Surabhi Gupta received her Master of Science in  Computer Science and Engineering (CSE).  Her research work was supervised by Dr. Avinash Sharma. Here’s a summary of her research work on Learnable HMD Facial De-occlusion for VR Applications in a Person-Specific Setting:

Immersive technologies such as Virtual Reality (VR) and Augmented Reality (AR) are among the fastest growing and fascinating technology today. These technologies promise to provide users with a much better experience using immersive head-mounted displays. Medicine, culture, education, and architecture are some areas that have already taken advantage of this technology. Popular video conferencing platforms such as Microsoft Teams, Zoom, and Google Meet are working to improve user experience by allowing users to use their digital avatars.

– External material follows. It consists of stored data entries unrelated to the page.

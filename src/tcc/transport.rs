use crate::config::TxConfig;
use crate::core::{Result, TxError};
use async_trait::async_trait;
use serde::Serialize;
use std::collections::HashMap;
use std::sync::atomic::{AtomicBool, AtomicU64, AtomicUsize, Ordering};
use std::sync::{Arc, Mutex, MutexGuard};
use std::time::Duration;
use tokio::sync::{Notify, mpsc};
use tokio::task::JoinHandle;
use tracing::{debug, error, warn};

/// Receives messages for one routing key. An `Err` asks for redelivery.
#[async_trait]
pub trait MessageHandler: Send + Sync {
    async fn handle(&self, routing_key: &str, payload: &[u8]) -> Result<()>;
}

/// At-least-once, per-key ordered message transport.
#[async_trait]
pub trait Transport: Send + Sync {
    async fn publish(&self, routing_key: &str, payload: Vec<u8>) -> Result<()>;

    async fn subscribe(&self, routing_key: &str, handler: Arc<dyn MessageHandler>) -> Result<()>;
}

/// A message that exhausted its deliveries
#[derive(Debug, Clone)]
pub struct DeadLetter {
    pub routing_key: String,
    pub payload: Vec<u8>,
    pub deliveries: u32,
    pub last_error: String,
}

#[derive(Debug, Clone, Copy, Default, PartialEq, Eq, Serialize)]
pub struct TransportStats {
    pub published: u64,
    pub deliveries: u64,
    pub acknowledged: u64,
    pub redelivered: u64,
    pub dead_lettered: u64,
}

#[derive(Default)]
struct TransportStatsInner {
    published: AtomicU64,
    deliveries: AtomicU64,
    acknowledged: AtomicU64,
    redelivered: AtomicU64,
    dead_lettered: AtomicU64,
}

struct Queue {
    tx: mpsc::UnboundedSender<Vec<u8>>,
    rx: Option<mpsc::UnboundedReceiver<Vec<u8>>>,
}

impl Queue {
    fn new() -> Self {
        let (tx, rx) = mpsc::unbounded_channel();
        Self { tx, rx: Some(rx) }
    }
}

struct TransportInner {
    queues: Mutex<HashMap<String, Queue>>,
    dead_letters: Mutex<Vec<DeadLetter>>,
    stats: TransportStatsInner,
    unavailable: AtomicBool,
    in_flight: AtomicUsize,
    idle: Notify,
    redelivery_delay: Duration,
    max_deliveries: u32,
}

fn locked<T>(mutex: &Mutex<T>) -> MutexGuard<'_, T> {
    mutex.lock().unwrap_or_else(|poisoned| poisoned.into_inner())
}

impl TransportInner {
    fn settle(&self) {
        if self.in_flight.fetch_sub(1, Ordering::AcqRel) == 1 {
            self.idle.notify_waiters();
        }
    }
}

/// Process-local transport: one unbounded queue and one worker per routing key.
///
/// Messages published before anyone subscribes are buffered. A failed
/// delivery is retried in place after `redelivery_delay`, which keeps
/// per-key order; after `max_deliveries` attempts the message moves to the
/// dead-letter list.
pub struct InMemoryTransport {
    inner: Arc<TransportInner>,
    workers: Mutex<Vec<JoinHandle<()>>>,
}

impl InMemoryTransport {
    pub fn new() -> Self {
        Self::with_config(&TxConfig::default())
    }

    pub fn with_config(config: &TxConfig) -> Self {
        Self {
            inner: Arc::new(TransportInner {
                queues: Mutex::new(HashMap::new()),
                dead_letters: Mutex::new(Vec::new()),
                stats: TransportStatsInner::default(),
                unavailable: AtomicBool::new(false),
                in_flight: AtomicUsize::new(0),
                idle: Notify::new(),
                redelivery_delay: config.redelivery_delay(),
                max_deliveries: config.transport_max_deliveries.max(1),
            }),
            workers: Mutex::new(Vec::new()),
        }
    }

    /// Simulate a broker outage; `publish` fails while unavailable
    pub fn set_available(&self, available: bool) {
        self.inner.unavailable.store(!available, Ordering::SeqCst);
    }

    pub fn dead_letters(&self) -> Vec<DeadLetter> {
        locked(&self.inner.dead_letters).clone()
    }

    /// Messages published but not yet acknowledged or dead-lettered
    pub fn in_flight(&self) -> usize {
        self.inner.in_flight.load(Ordering::Acquire)
    }

    pub fn stats(&self) -> TransportStats {
        let s = &self.inner.stats;
        TransportStats {
            published: s.published.load(Ordering::Relaxed),
            deliveries: s.deliveries.load(Ordering::Relaxed),
            acknowledged: s.acknowledged.load(Ordering::Relaxed),
            redelivered: s.redelivered.load(Ordering::Relaxed),
            dead_lettered: s.dead_lettered.load(Ordering::Relaxed),
        }
    }

    /// Wait until nothing is in flight. Returns false on timeout.
    pub async fn wait_idle(&self, timeout: Duration) -> bool {
        let inner = &self.inner;
        let wait = async {
            loop {
                let notified = inner.idle.notified();
                if inner.in_flight.load(Ordering::Acquire) == 0 {
                    return;
                }
                notified.await;
            }
        };
        tokio::time::timeout(timeout, wait).await.is_ok()
    }

    /// Stop all delivery workers. Buffered messages stay undelivered.
    pub fn shutdown(&self) {
        for worker in locked(&self.workers).drain(..) {
            worker.abort();
        }
    }
}

impl Default for InMemoryTransport {
    fn default() -> Self {
        Self::new()
    }
}

impl Drop for InMemoryTransport {
    fn drop(&mut self) {
        self.shutdown();
    }
}

async fn deliver(
    inner: &TransportInner,
    routing_key: &str,
    handler: &dyn MessageHandler,
    payload: Vec<u8>,
) {
    let mut attempt: u32 = 1;
    loop {
        inner.stats.deliveries.fetch_add(1, Ordering::Relaxed);
        match handler.handle(routing_key, &payload).await {
            Ok(()) => {
                inner.stats.acknowledged.fetch_add(1, Ordering::Relaxed);
                return;
            }
            Err(err) if attempt >= inner.max_deliveries => {
                error!(
                    routing_key,
                    deliveries = attempt,
                    error = %err,
                    "message dead-lettered"
                );
                inner.stats.dead_lettered.fetch_add(1, Ordering::Relaxed);
                locked(&inner.dead_letters).push(DeadLetter {
                    routing_key: routing_key.to_string(),
                    payload,
                    deliveries: attempt,
                    last_error: err.to_string(),
                });
                return;
            }
            Err(err) => {
                warn!(routing_key, attempt, error = %err, "delivery failed; redelivering");
                inner.stats.redelivered.fetch_add(1, Ordering::Relaxed);
                tokio::time::sleep(inner.redelivery_delay).await;
                attempt += 1;
            }
        }
    }
}

#[async_trait]
impl Transport for InMemoryTransport {
    async fn publish(&self, routing_key: &str, payload: Vec<u8>) -> Result<()> {
        if self.inner.unavailable.load(Ordering::SeqCst) {
            return Err(TxError::Transport(format!(
                "transport unavailable; cannot publish to '{}'",
                routing_key
            )));
        }

        let mut queues = locked(&self.inner.queues);
        let queue = queues
            .entry(routing_key.to_string())
            .or_insert_with(Queue::new);

        self.inner.in_flight.fetch_add(1, Ordering::AcqRel);
        if queue.tx.send(payload).is_err() {
            self.inner.settle();
            return Err(TxError::Transport(format!(
                "queue '{}' is closed",
                routing_key
            )));
        }

        self.inner.stats.published.fetch_add(1, Ordering::Relaxed);
        debug!(routing_key, "message published");
        Ok(())
    }

    async fn subscribe(&self, routing_key: &str, handler: Arc<dyn MessageHandler>) -> Result<()> {
        let mut rx = {
            let mut queues = locked(&self.inner.queues);
            let queue = queues
                .entry(routing_key.to_string())
                .or_insert_with(Queue::new);
            queue.rx.take().ok_or_else(|| {
                TxError::Transport(format!("'{}' already has a subscriber", routing_key))
            })?
        };

        let inner = self.inner.clone();
        let key = routing_key.to_string();
        let worker = tokio::spawn(async move {
            while let Some(payload) = rx.recv().await {
                deliver(&inner, &key, handler.as_ref(), payload).await;
                inner.settle();
            }
        });

        locked(&self.workers).push(worker);
        debug!(routing_key, "subscribed");
        Ok(())
    }
}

Nevertheless, they lack immersiveness and realism. Integrating virtual reality platforms in collaborative spaces such as virtual telepresence systems have become quite popular after globalization since it enables multiple users to share the same virtual environment, thus mimicking real-life face-to-face interactions.

For a better immersive experience in virtual telepresence/communication systems, it is essential to recover the entire face, including the portion masked by the headsets. Several methods have been proposed in the literature that deal with this problem in various forms, such as HMD removal and face inpainting. Despite some remarkable explorations, none of these methods promises to provide usable results as expected in virtual reality platforms. Addressing these challenges in the real-world deployment of AR/VR-based applications draws emerging attention. Considering the existing limitations and usability of previous solutions, we explore various research challenges and propose a practical approach to facial de-occlusion/HMD removal for virtual telepresence systems. In addition, we propose an enhancement in eye synthesis using landmarks and also explored temporal coherency in per-frame reconstructions.